Day Seven: It has finally occurred to me that certain paths of my recent actions may have been influenced by Taylor Swift's catchy lyrics and steady eyeliner. This, of course, has led me to an important decision, in which I take out the CD I've been protecting by locking my car, and I insert a different CD. It doesn't matter which one. None are as good, none as smooth, none as fun, nor well-produced as Taylor. But it may be my last chance to grip reality, and I cannot miss it.

Tuesday, September 22, 2015

Winter Always Seems to be Looming

Mid-July, a leaf falls:
the card house crumbles;
Lothlorien mourns.

August sighs in green.
September breathes in gold.
October laughs a rusty red.
Obediently, the year grows old.

November throws one last charade
and haze before its grizzled gray
requires of me that I must resolve
to face the fading days.

December dies in drab and black,
friends leave for their cold evening's sleep.
In a firelit flicker, the dawn arrives,
but morning offers no reprieve.

On occasions during the three
months of December,
a sun setting on white snows
helps me to remember

light, with life and inward feeling,
will explicate itself in rays and boughs--
for it does not freeze, 
though the sap runs slow.


---

These were my title ideas:

Summer Never Comes Cheap
Color Wheel of the Living Year
Wait For the Hope in the Last Lines
If Winter Is Going to Be There, I Can't Come to the Party
Writing About Winter, In Hopes It Will Be Satisfied
The Latter Half of the Year in a Temperate Zone 
Resolving to Accept Winter as One Might Accept a Difficult But Rich Houseguest
When A Poet Hates Being Cold, It's Just As You Might Expect
If You Dream of a White Christmas, Please Keep it to Yourself

Tuesday, September 15, 2015

Piano: What I'm Afraid Of

I've begun to learn something new. Kendra is teaching me piano. Slowly, slowly, I crawl through octaves. I measure my footsteps in fours. Piano is counting. I like counting, when it's fast. But this... I remind myself, it's okay if it doesn't come as quickly as counting.

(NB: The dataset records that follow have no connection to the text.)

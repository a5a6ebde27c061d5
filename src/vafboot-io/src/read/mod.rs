use std::fs::File;
use std::io::{BufRead, BufReader};
use std::path::Path;

use indexmap::IndexMap;
use located_error::prelude::*;
use log::debug;
use vaf_bootstrap::VariantTable;

mod error;
pub use error::ReaderError;

/// THE field separator of input variant tables.
pub const TABLE_SEPARATOR: char = '\t';

/// Reads a tab-separated variant observation table into a validated
/// [`VariantTable`], using explicit, caller-resolved column names.
/// # Fields
/// - `cluster_col`   : name of the cluster-label column.
/// - `vaf_cols`      : names of the VAF columns, in the caller's order.
/// - `depth_cols`    : optional depth column names. `depth_cols[i]` pairs
///                     with `vaf_cols[i]`.
/// - `vaf_in_percent`: when set, VAF values are percentages and get divided
///                     by 100 before range validation.
#[derive(Debug, Clone)]
pub struct TableReader {
    cluster_col   : String,
    vaf_cols      : Vec<String>,
    depth_cols    : Option<Vec<String>>,
    vaf_in_percent: bool,
}

impl TableReader {
    pub fn new(cluster_col: impl Into<String>, vaf_cols: Vec<String>) -> Self {
        Self{cluster_col: cluster_col.into(), vaf_cols, depth_cols: None, vaf_in_percent: false}
    }

    pub fn with_depth_columns(mut self, depth_cols: Vec<String>) -> Self {
        self.depth_cols = match depth_cols.is_empty() {
            true  => None,
            false => Some(depth_cols),
        };
        self
    }

    pub fn vaf_in_percent(mut self, enabled: bool) -> Self {
        self.vaf_in_percent = enabled;
        self
    }

    /// Parse and validate the table found at `path`.
    ///
    /// # Errors
    /// - `ReaderError` on IO failures, a missing header, missing columns, or
    ///   unparseable fields.
    /// - The table-level validation errors of [`VariantTable::new`] (range,
    ///   column count/overlap).
    pub fn read(&self, path: impl AsRef<Path>) -> Result<VariantTable> {
        let path = path.as_ref();
        let loc_msg = || format!("While reading the variant table '{}'", path.display());

        let file = File::open(path).map_err(ReaderError::Io).with_loc(loc_msg)?;
        let mut lines = BufReader::new(file).lines().enumerate();

        // ---- Resolve requested columns against the header.
        let (_, header) = lines.next().ok_or(ReaderError::MissingHeader).with_loc(loc_msg)?;
        let header = header.map_err(ReaderError::Io).with_loc(loc_msg)?;
        let header: Vec<&str> = header.split(TABLE_SEPARATOR).collect();

        let cluster_idx = self.resolve(&header, &self.cluster_col).with_loc(loc_msg)?;
        let vaf_idx     = self.resolve_all(&header, &self.vaf_cols).with_loc(loc_msg)?;
        let depth_idx   = match &self.depth_cols {
            Some(cols) => Some(self.resolve_all(&header, cols).with_loc(loc_msg)?),
            None       => None,
        };
        debug!("Resolved header indices - cluster: {cluster_idx}, vaf: {vaf_idx:?}, depth: {depth_idx:?}");

        // ---- Parse data rows into column vectors.
        let mut clusters: Vec<String>   = Vec::new();
        let mut vafs  : Vec<Vec<f64>>   = vec![Vec::new(); vaf_idx.len()];
        let mut depths: Vec<Vec<u32>>   = vec![Vec::new(); depth_idx.as_ref().map_or(0, Vec::len)];
        for (i, line) in lines {
            let line_no = i + 1; // 1-based, header included.
            let line    = line.map_err(ReaderError::Io).with_loc(loc_msg)?;
            if line.is_empty() {
                continue
            }
            let fields: Vec<&str> = line.split(TABLE_SEPARATOR).collect();
            if fields.len() != header.len() {
                return Err(ReaderError::UnevenRow{line: line_no, expected: header.len(), found: fields.len()}).with_loc(loc_msg)
            }

            clusters.push(fields[cluster_idx].to_string());
            for (column, &field_idx) in vafs.iter_mut().zip(&vaf_idx) {
                let value: f64 = Self::parse_field(&fields, field_idx, line_no, &header)?;
                column.push(if self.vaf_in_percent { value / 100.0 } else { value });
            }
            if let Some(depth_idx) = &depth_idx {
                for (column, &field_idx) in depths.iter_mut().zip(depth_idx) {
                    column.push(Self::parse_field(&fields, field_idx, line_no, &header)?);
                }
            }
        }

        // ---- Hand over to table-level validation.
        let vafs: IndexMap<String, Vec<f64>> = self.vaf_cols.iter().cloned().zip(vafs).collect();
        let depths: Option<IndexMap<String, Vec<u32>>> = self.depth_cols.as_ref()
            .map(|cols| cols.iter().cloned().zip(depths).collect());
        VariantTable::new(clusters, vafs, depths).with_loc(loc_msg)
    }

    fn resolve(&self, header: &[&str], column: &str) -> Result<usize, ReaderError> {
        header.iter()
            .position(|field| *field == column)
            .ok_or_else(|| ReaderError::MissingColumn(column.to_string()))
    }

    fn resolve_all(&self, header: &[&str], columns: &[String]) -> Result<Vec<usize>, ReaderError> {
        columns.iter().map(|column| self.resolve(header, column)).collect()
    }

    fn parse_field<T: std::str::FromStr>(fields: &[&str], field_idx: usize, line_no: usize, header: &[&str]) -> Result<T, anyhow::Error>
    where
        T::Err: std::fmt::Display,
    {
        fields[field_idx].parse().map_err(|err: T::Err| ReaderError::ParseField{
            line  : line_no,
            column: header[field_idx].to_string(),
            msg   : err.to_string(),
        }).loc("While parsing the variant table")
    }
}

#[cfg(test)]
mod tests {
    use super::*;
    use pretty_assertions::assert_eq;
    use std::io::Write;

    fn write_table(contents: &str) -> anyhow::Result<(tempfile::TempDir, std::path::PathBuf)> {
        let tmpdir = tempfile::tempdir()?;
        let path   = tmpdir.path().join("variants.tsv");
        let mut file = File::create(&path)?;
        write!(file, "{contents}")?;
        Ok((tmpdir, path))
    }

    const MOCK_TABLE: &str = "\
cluster\ts1.vaf\ts1.depth\tannotation
A\t0.10\t100\tfoo
A\t0.12\t120\tbar
B\t0.50\t80\tbaz
";

    #[test]
    fn read_resolved_columns_only() -> Result<()> {
        let (_tmpdir, path) = write_table(MOCK_TABLE)?;
        let table = TableReader::new("cluster", vec!["s1.vaf".to_string()])
            .with_depth_columns(vec!["s1.depth".to_string()])
            .read(&path)?;

        assert_eq!(table.n_variants(), 3);
        assert_eq!(table.vaf_columns()["s1.vaf"], vec![0.10, 0.12, 0.50]);
        assert_eq!(table.depth_column(0), Some(&[100, 120, 80][..]));
        Ok(())
    }

    #[test]
    fn percent_units_are_converted_before_validation() -> Result<()> {
        let contents = "cluster\ts1\nA\t10.0\nA\t12.0\n";
        let (_tmpdir, path) = write_table(contents)?;
        let table = TableReader::new("cluster", vec!["s1".to_string()])
            .vaf_in_percent(true)
            .read(&path)?;
        assert_eq!(table.vaf_columns()["s1"], vec![0.10, 0.12]);
        Ok(())
    }

    #[test]
    fn missing_column_is_a_schema_error() -> Result<()> {
        let (_tmpdir, path) = write_table(MOCK_TABLE)?;
        let result = TableReader::new("cluster", vec!["s2.vaf".to_string()]).read(&path);
        let err = result.expect_err("missing column must abort");
        assert!(err.chain().any(|cause| cause.to_string().contains("s2.vaf")));
        Ok(())
    }

    #[test]
    fn unparseable_vaf_field_aborts() -> Result<()> {
        let contents = "cluster\ts1\nA\t0.1\nA\tNA\n";
        let (_tmpdir, path) = write_table(contents)?;
        let result = TableReader::new("cluster", vec!["s1".to_string()]).read(&path);
        assert!(result.is_err());
        Ok(())
    }

    #[test]
    fn uneven_row_aborts() -> Result<()> {
        let contents = "cluster\ts1\nA\t0.1\nA\n";
        let (_tmpdir, path) = write_table(contents)?;
        let result = TableReader::new("cluster", vec!["s1".to_string()]).read(&path);
        assert!(result.is_err());
        Ok(())
    }

    #[test]
    fn out_of_range_vaf_aborts() -> Result<()> {
        let contents = "cluster\ts1\nA\t0.1\nA\t40.0\n";
        let (_tmpdir, path) = write_table(contents)?;
        let result = TableReader::new("cluster", vec!["s1".to_string()]).read(&path);
        let err = result.expect_err("out-of-range VAF must abort");
        assert!(err.chain().any(|cause| cause.to_string().contains("[0, 1]")));
        Ok(())
    }
}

Most cords are still acquaintances from other countries, with strange customs, who I am afraid to offend.

Then there's the problem of fear in other regards. What if the neighbors hear me playing the same song two dozen times, and wish that they could quickly end their lives?

What if my roommates hear the same song, played wrong in the same places, two dozen times, and in a moment, realize that my intellect is questionable, after all?

I tell you, it's okay. Because Kendra is teaching me piano.

It is easy to laugh together as I play wrong notes, and try and try. Then, I watch in awe as she brings order to the unwieldy thing I've been practicing for a week. Try again. Piano is laughing.

Right hand
left hand
now together.

The best lesson we've had yet didn't involve the piano at all. We were talking about rhythm and jazz. The best thing about rhythm is you can create it out of nothing, anywhere. We grabbed play-doh cans, and pens and a plastic bottle, and made music!